Nos preparamos rápidamente: mi unidad al frente, con luces y sirenas dividiendo el tráfico; mi compañera se agazapó detrás del sedán de Lena, con las luces de emergencia encendidas, manteniendo a los demás conductores alejados de su parachoques como un perro pastor con colmillos. Yo me quedé en el arcén, con la puerta abierta, hablándole por el micrófono de megafonía durante cada contracción mientras rodábamos: «Respira, Lena. Entran cuatro... salen seis». Eso no se aprende en la academia; lo aprendes de un paramédico en una guardia de medianoche que te enseña a tomar prestada la calma y devolverla con intereses.
A medio kilómetro, la respiración de Lena cambió: más corta, con un sonido que no estaba en el manual. Le hice señas para que parara. Nos detuvimos en el amplio arcén de grava, con los neumáticos crujiendo. Mi compañero apagó la sirena trasera. El rugido de la autopista se convirtió en silencio.
Cuando la autopista se convierte en una sala de partos
No hay detalles que no pertenezcan a la tele matutina. Solo esto: lo mantuvimos modesto, limpio y tranquilo. Me puse los guantes. Mi compañero me tapó la vista con la puerta del copiloto abierta y una manta en la mano. El cielo estaba de un azul doloroso y hermoso.
"Lena, lo estás haciendo genial", dije con voz serena, aunque me temblaban un poco las manos. "Los paramédicos llegarán en tres minutos. Si la bebé decide no esperar, la ayudamos, le damos respiración y dejamos que los profesionales se encarguen cuando lleguen".

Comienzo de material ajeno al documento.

use chrono::{DateTime, Duration, TimeZone, Utc};
use criterion::{Criterion, black_box, criterion_group, criterion_main};
use glyco_core::{DailySchedule, ForecastInput, ForecastSettings, SensitivityMode, forecast};
use glyco_traits::{CarbRecord, DoseRecord, DosingLimits, GlucoseSample, TargetRange};

// Synthetic day: slow sine with xorshift noise every 5 min, hourly temp
// basals, a bolus and a meal every four hours.
fn synth_input(hours: i64, seed: u32) -> (ForecastInput, DateTime<Utc>) {
    let now = Utc.with_ymd_and_hms(2024, 3, 1, 12, 0, 0).unwrap();
    let start = now - Duration::hours(hours);
    let mut state = seed.max(1);
    let mut noise = || {
        let mut x = state;
        x ^= x << 13;
        x ^= x >> 17;
        x ^= x << 5;
        state = x;
        (f64::from(x) / f64::from(u32::MAX)) * 4.0 - 2.0
    };

    let samples = hours * 12;
    let glucose = (0..=samples)
        .map(|k| {
            let phase = k as f64 / 40.0;
            GlucoseSample::new(start + Duration::minutes(5 * k), 140.0 + 40.0 * phase.sin() + noise())
        })
        .collect();
    let doses = (0..hours)
        .flat_map(|h| {
            let t = start + Duration::hours(h);
            let mut v = vec![DoseRecord::temp_basal(t, t + Duration::minutes(30), 0.5 + (h % 3) as f64 * 0.5)];
            if h % 4 == 0 {
                v.push(DoseRecord::bolus(t + Duration::minutes(7), 3.0));
            }
            v
        })
        .collect();
    let carbs = (0..hours)
        .step_by(4)
        .map(|h| CarbRecord::new(start + Duration::hours(h) + Duration::minutes(2), 45.0))
        .collect();

    let from = start - Duration::hours(8);
    let to = now + Duration::hours(8);
    let input = ForecastInput::builder()
        .with_glucose(glucose)
        .with_doses(doses)
        .with_carbs(carbs)
        .with_basal(
            DailySchedule::new(vec![(0, 0.8), (6 * 60, 1.2), (20 * 60, 0.9)])
                .unwrap()
                .table_between(from, to),
        )
        .with_sensitivity(DailySchedule::constant(45.0).table_between(from, to))
        .with_carb_ratio(DailySchedule::constant(11.0).table_between(from, to))
        .with_target(DailySchedule::constant(TargetRange::new(100.0, 115.0)).table_between(from, to))
        .with_limits(DosingLimits {
            max_bolus: 6.0,
            max_basal_rate: 3.0,
            suspend_threshold: 70.0,
            bolus_increment: Some(0.05),
        })
        .try_build()
        .unwrap();
    (input, now)
}

pub fn bench_forecast(c: &mut Criterion) {
    let mut g = c.benchmark_group("forecast");
    // Quick runs without CLI flags (Criterion 0.5):
    //   BENCH_SAMPLE_SIZE=10 BENCH_MEAS_MS=50 cargo bench -p glyco_core --bench forecast
    if let Ok(ss) = std::env::var("BENCH_SAMPLE_SIZE") {
        if let Ok(n) = ss.parse::<usize>() {
            g.sample_size(n.max(10));
        }
    } else {
        g.sample_size(30);
    }
    if let Ok(ms) = std::env::var("BENCH_MEAS_MS")
        && let Ok(ms_u64) = ms.parse::<u64>()
    {
        g.measurement_time(std::time::Duration::from_millis(ms_u64));
    }

    for &hours in &[6i64, 24] {
        for mode in [SensitivityMode::DoseStart, SensitivityMode::EffectTime] {
            let (mut input, now) = synth_input(hours, 0xC0FFEE);
            input.settings = ForecastSettings {
                sensitivity_mode: mode,
                ..input.settings
            };
            g.bench_function(format!("{hours}h_{mode:?}"), |b| {
                b.iter(|| black_box(forecast(black_box(&input), now)))
            });
        }
    }
    g.finish();
}

criterion_group!(benches, bench_forecast);
criterion_main!(benches);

Me apretó la mano con tanta fuerza que estaba segura de que llevaría moretones como un brazalete. Contaba con ella. Le recordé que aflojara la mandíbula. Le dije exactamente lo que me estaba diciendo la central: emergencias médicas en camino, oxígeno listo, kit de obstetricia confirmado , porque a veces los números importan menos que la promesa de que alguien va a venir.
Y entonces lo oímos: el coro lejano de sirenas, dos tonos que se entrelazaban, un sonido que hace que el tiempo vuelva a respirar.
La caballería llega
La ambulancia llegó como una coreografía: las puertas traseras frente a nosotros, la tripulación moviéndose con eficiencia y amabilidad. Recibimos instrucciones rápidas. Se hicieron cargo. Oxígeno. Signos vitales. Movimientos que he visto decenas de veces y que siempre me parecen mágicos. Retrocedí un paso y finalmente me permití respirar hondo. Mi compañero me dio una botella de agua y noté que me temblaban las manos. Tapé la botella y mantuve la vista fija en Lena.
“Estás bien”, dije, y lo dije en letras más grandes.
—Gracias —susurró, con las mejillas mojadas y el pelo pegado a las sienes—. Siento lo de... la velocidad. Tenía mucho miedo. Se me rompió el teléfono. No sabía qué más hacer.
Negué con la cabeza. "Hablamos luego. Ahora mismo vas al hospital".
La subieron, un paramédico la acompañó y el otro nos hizo un gesto de aprobación con el pulgar, indicando que " estable" era más fuerte que las palabras. Reorganizamos la escolta —luces encendidas, tráfico dividido— y nos dirigimos a San Gabriel.
Bajo la brillante luz de la sala de emergencias
Dentro, el mundo cambió de ritmo. Las enfermeras tomaron los signos vitales de Lena como una sinfonía: sin caos, solo precisión y conmoción. Un residente tomaba notas mientras un obstetra tomaba el mando con la autoridad que a todos les tranquiliza. Leímos nuestro informe rápido, nos hicimos a un lado y dejamos que la competencia se hiciera cargo de la sala.
Me quedé lo suficiente para escuchar: "Te tenemos cubierta, mamá", y ver cómo los hombros de Lena se relajaban por primera vez desde el arcén de la autopista.
El billete que nunca existió
En el pasillo, bajo el apagado zumbido de las luces del hospital, mi pareja y yo estábamos junto a una máquina expendedora que ofrecía un café que no tenía por qué llamarse café. Él metió un sobre de azúcar sin mirarlo. No hablamos de multas, ni de las lecturas del radar, ni del peligro real que supone circular a 240 km/h para todos los que comparten la carretera.
Hablamos de un teléfono roto. Del miedo. De cómo a veces la gente corre a toda velocidad hacia la ayuda y acaba dejándola atrás.
Sí, conducir a esa velocidad es imprudente. Sí, aplicamos esas leyes porque la física no negocia. Pero la placa no es un martillo; es una herramienta. Esta vez era una sirena, un volante y dos pares de manos firmes.